Il leur demande ensuite leur avis sur une lettre amicale qu’ils auraient reçue, pleine de fautes d’orthographe : cela influerait-il sur l’appréciation de cette lettre et de l’émetteur ?

Le professeur peut attirer l’attention de ses élèves sur la manière dont, par la graphie, on a une transcription de la langue parlée, façon souvent employée dans les chansons. La chute du E muet : comme ça s’prononce/Moi j’te signale, etc. ; la disparition du pronom sujet neutre IL, la chute du NE systématique de la négation et la chute de la voyelle dans le pronom TU : t’as pas de cœur/ Y a pas d’erreur…Il est essentiel qu’ils fassent aussi la distinction qui existe entre un texte lu et texte chanté.
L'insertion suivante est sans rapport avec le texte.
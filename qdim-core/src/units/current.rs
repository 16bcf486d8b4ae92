//! Electric current units.

use crate::{BaseDimension, Dimension, DimensionEntry, Exponents, Quantity, Unit, UnitEntry};
use qdim_derive::Unit;

/// Dimension tag for electric current.
pub enum Current {}
impl Dimension for Current {
    const EXPONENTS: Exponents = Exponents::base(BaseDimension::Current);
    const NAME: &'static str = "current";
}

/// Marker trait for any [`Unit`](crate::Unit) whose `Dim` is [`Current`].
pub trait CurrentUnit: Unit<Dim = Current> {}
impl<T: Unit<Dim = Current>> CurrentUnit for T {}

pub(crate) const DIMENSION: DimensionEntry = DimensionEntry::of::<Current>();

include!(concat!(env!("OUT_DIR"), "/units/current.rs"));

#[cfg(test)]
mod tests {
    use super::*;

    #[test]
    fn milliamperes() {
        assert_eq!(Amperes::<i32>::new(2).to::<Milliampere>().count(), 2000);
        assert_eq!((Amperes::<i32>::new(1) - Milliamperes::<i32>::new(1)).count(), 999);
        assert_eq!(Amperes::new(0.5_f64).to_string(), "0.5 A");
    }
}
//! briny_mlp: composable building blocks for configurable MLPs.
//!
//! The encoder and decoder networks of a semi-supervised VAE are multi-layer
//! perceptrons assembled from linear layers, activations, and a handful of
//! shape-handling helpers. This crate provides those helpers together with
//! the minimal tensor type and kernels they run on.
//!
//! # Features
//!
//! - Element-wise exponentiation as a module ([`nn::Exp`]).
//! - Concatenation along the last axis with optional broadcasting of the
//!   leading dimensions ([`nn::ConcatModule`]).
//! - Fan-out of one input to several modules ([`nn::ListOutModule`]).
//! - Activation instantiation with the softmax axis fixed to the feature
//!   dimension ([`nn::call_nn_op`]).
//! - Gradient-carrying variants of exp and concatenation ([`backprop`]).
//!
//! # Modules
//!
//! - [`tensors`] — Core tensor data structures and shape arithmetic.
//! - [`ops`] — CPU kernels and backend dispatch.
//! - [`backprop`] — Differentiable operations.
//! - [`nn`] — The module building blocks.
//! - [`backend`] — Runtime backend selection.
//! - [`error`] — Error type shared by every fallible operation.
//! - [`approx`] — Tolerance-based comparison of floats and tensors.
//!
//! # Example
//!
//! ```rust
//! use briny_mlp::nn::{ConcatModule, Module, Value};
//! use briny_mlp::tensor;
//!
//! let x = tensor!([[1.0, 2.0], [3.0, 4.0]]);
//! let y = tensor!([[5.0], [6.0]]);
//! let xy = ConcatModule::default()
//!     .forward(&[Value::from(x), Value::from(y)])
//!     .unwrap()
//!     .into_tensor()
//!     .unwrap();
//! assert_eq!(xy.shape, vec![2, 3]);
//! ```

pub mod approx;
pub mod backend;
pub mod backprop;
pub mod error;
pub mod nn;
pub mod ops;
pub mod tensors;

pub use crate::error::{Error, Result};
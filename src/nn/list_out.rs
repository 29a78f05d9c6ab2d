use super::{Module, Value};
use crate::error::{Error, Result};

/// Applies every held module to the same arguments and collects the outputs.
///
/// Outputs come back in construction order, one per module. Modules run one
/// after another on the calling thread; the first error aborts the call.
#[derive(Debug)]
pub struct ListOutModule {
    modules: Vec<Box<dyn Module>>,
}

impl ListOutModule {
    /// Takes ownership of an ordered, non-empty list of modules.
    ///
    /// # Errors
    /// [`Error::EmptyInput`] if `modules` is empty.
    pub fn new(modules: Vec<Box<dyn Module>>) -> Result<Self> {
        if modules.is_empty() {
            return Err(Error::EmptyInput { op: "list_out" });
        }
        Ok(Self { modules })
    }

    /// Number of held modules, which is also the number of outputs.
    #[must_use]
    pub fn len(&self) -> usize {
        self.modules.len()
    }

    /// Always `false`; construction rejects an empty list.
    #[must_use]
    pub fn is_empty(&self) -> bool {
        self.modules.is_empty()
    }

    /// Iterates over the held modules in output order.
    pub fn iter(&self) -> impl Iterator<Item = &dyn Module> {
        self.modules.iter().map(|m| &**m)
    }

    /// Runs each module on `args` and returns the outputs as a `Vec`.
    pub fn forward_each(&self, args: &[Value]) -> Result<Vec<Value>> {
        self.modules.iter().map(|m| m.forward(args)).collect()
    }
}

impl Module for ListOutModule {
    fn forward(&self, args: &[Value]) -> Result<Value> {
        self.forward_each(args).map(Value::List)
    }
}
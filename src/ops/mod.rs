//! # Operation Dispatch Layer
//!
//! This module defines the tensor kernels behind the MLP building blocks and
//! dispatches the accelerated ones across compute backends.
//!
//! ## Submodules
//!
//! - [`cpu`] — Multi-threaded CPU kernels (default fallback backend)
//! - [`wgpu`] *(opt-in)* — GPU compute shader for element-wise exp using `wgpu`
//! - [`cuda`] *(planned)* — CUDA placeholder, dispatches to WebGPU
//! - [`dispatch`] — Dynamic backend switching
//!
//! ## Backend Selection
//!
//! ```rust
//! use briny_mlp::backend::{set_backend, Backend};
//! use briny_mlp::{tensor, ops::dispatch::exp};
//!
//! set_backend(Backend::Cpu);
//! let out = exp(&tensor!([0.0]));
//! assert_eq!(out.data, vec![1.0]);
//! ```
//!
//! ## Feature Flags
//!
//! - `wgpu` — Enables `wgpu` (WebGPU) backend
//! - `cuda` — Enables placeholder CUDA module (dispatches to WGPU)

pub mod cpu;
#[cfg(feature = "cuda")]
pub mod cuda;
pub mod dispatch;
#[cfg(feature = "wgpu")]
pub mod wgpu;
En faisant le lien entre cette chanson et ce qui se passe dans la vie quotidienne d’aujourd’hui, nous remarquons que ce support – la lettre écrite- a de moins en moins de chance d’être utilisé par la génération actuelle. Avec le courrier électronique et la rapidité des échanges dans la communication, on ne rédige plus de lettres, comme avant. On n’a plus le temps de vérifier l’orthographe ou même d’y faire attention. Alors, l’enseignant peut en profiter pour en faire un sujet d’expression écrite.